Item 9A. CONTROLS AND PROCEDURES

Disclosure controls and procedures. Our management evaluated, with the participation of our Chief Executive Officer and our Chief Financial Officer, the effectiveness of our disclosure controls and procedures as of the end of the period covered by this Annual Report on Form 10-K. Based on this evaluation, our Chief Executive Officer and our Chief Financial Officer have concluded that our disclosure controls and procedures are effective to ensure that information we are required to disclose in reports that we file or submit under the Securities Exchange Act of 1934 (1) is recorded, processed, summarized and reported within the time periods specified in Securities and Exchange Commission rules and forms, and (2) is accumulated and communicated to Digital Music Group’s management, including our Chief Executive Officer and our Chief Financial Officer, as appropriate to allow timely decisions regarding required disclosure. Our disclosure controls and procedures are designed to provide reasonable assurance that such information is accumulated and communicated to our management.

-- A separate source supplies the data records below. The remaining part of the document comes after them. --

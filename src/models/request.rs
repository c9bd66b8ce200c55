use chrono::{DateTime, Utc};
use sqlx::FromRow;
use uuid::Uuid;

use crate::validation::{Validate, ValidationErrors, Validator};

string_enum! {
    /// Lifecycle of an employee's equipment request.
    RequestStatus, "Status" { Open, Accepted, Declined, Closed }
}

/// An employee's equipment ask. Line items live in `ItemInRequest`.
#[derive(Debug, Clone, PartialEq, FromRow)]
pub struct EquipmentRequest {
    pub id: Uuid,
    pub owner_id: String,
    pub status: RequestStatus,
    pub message: Option<String>,
    pub organization_id: String,
    pub created_at: DateTime<Utc>,
    pub updated_at: DateTime<Utc>,
}

#[derive(Debug, Clone, PartialEq)]
pub struct NewRequest {
    pub owner_id: String,
    pub message: Option<String>,
    pub organization_id: String,
}

#[derive(Debug, Clone, PartialEq)]
pub struct RequestUpdate {
    pub id: Uuid,
    pub status: Option<RequestStatus>,
    pub message: Option<String>,
}

/// Payload of the close action. `status` must be the literal closed value.
#[derive(Debug, Clone, PartialEq)]
pub struct CloseRequest {
    pub id: Uuid,
    pub status: String,
}

impl Validate for NewRequest {
    fn validate(&self) -> Result<(), ValidationErrors> {
        Validator::new()
            .user_id("owner_id", "Owner ID", &self.owner_id)
            .optional_text("message", "Message", self.message.as_deref(), 0, 2000)
            .org_id("organization_id", &self.organization_id)
            .finish()
    }
}

impl Validate for RequestUpdate {
    fn validate(&self) -> Result<(), ValidationErrors> {
        Validator::new()
            .optional_text("message", "Message", self.message.as_deref(), 0, 2000)
            .finish()
    }
}

impl Validate for CloseRequest {
    fn validate(&self) -> Result<(), ValidationErrors> {
        let mut v = Validator::new();
        if self.status != RequestStatus::Closed.as_str() {
            v.add("status", "Status must be Closed");
        }
        v.finish()
    }
}

impl CloseRequest {
    /// The update this close action performs.
    pub fn as_update(&self) -> RequestUpdate {
        RequestUpdate {
            id: self.id,
            status: Some(RequestStatus::Closed),
            message: None,
        }
    }
}

#[cfg(test)]
mod tests {
    use super::*;
    use rstest::rstest;

    #[rstest]
    #[case("Closed", true)]
    #[case("Open", false)]
    #[case("Declined", false)]
    #[case("closed", false)]
    #[case("", false)]
    fn test_close_only_accepts_closed_literal(#[case] status: &str, #[case] ok: bool) {
        let close = CloseRequest {
            id: Uuid::new_v4(),
            status: status.to_string(),
        };
        assert_eq!(close.validate().is_ok(), ok);
    }

    #[test]
    fn test_status_parsing() {
        assert_eq!("Accepted".parse::<RequestStatus>(), Ok(RequestStatus::Accepted));
        let err = "Pending".parse::<RequestStatus>().unwrap_err();
        assert_eq!(
            err.to_string(),
            "Status must be one of: Open, Accepted, Declined, Closed"
        );
    }

    #[test]
    fn test_new_request_requires_owner() {
        let err = NewRequest {
            owner_id: String::new(),
            message: None,
            organization_id: "org_2abcdefghijklmnopqrstuvwxyz".to_string(),
        }
        .validate()
        .unwrap_err();
        assert!(err.message_for("owner_id").is_some());
    }
}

Changes in internal control over financial reporting. There was no change in our internal control over financial reporting that occurred during the fourth quarter of 2006 that has materially affected, or is reasonably likely to materially affect, our internal control over financial reporting.

 

Item 9B. OTHER INFORMATION

Not applicable.

PART III

 

Item 10. DIRECTORS AND EXECUTIVE OFFICERS OF THE REGISTRANT

The information required by this Item is incorporated by reference to the definitive proxy statement for our 2007 Annual Meeting of Stockholders to be filed with the Securities and Exchange Commission within 120 days after our fiscal year ended December 31, 2006, or our “2007 Proxy Statement.”

 

Item 11. EXECUTIVE COMPENSATION

The information required by this Item is incorporated by reference to our 2007 Proxy Statement.

 

Item 12. SECURITY OWNERSHIP OF CERTAIN BENEFICIAL OWNERS AND MANAGEMENT AND RELATED STOCKHOLDER MATTERS

The information required by this Item is incorporated by reference to our 2007 Proxy Statement.

 

Item 13. CERTAIN RELATIONSHIPS AND RELATED TRANSACTIONS

The information required by this Item is incorporated by reference to our 2007 Proxy Statement.

 

Item 14. PRINCIPAL ACCOUNTANT FEES AND SERVICES

The information required by this Item is incorporated by reference to our 2007 Proxy Statement.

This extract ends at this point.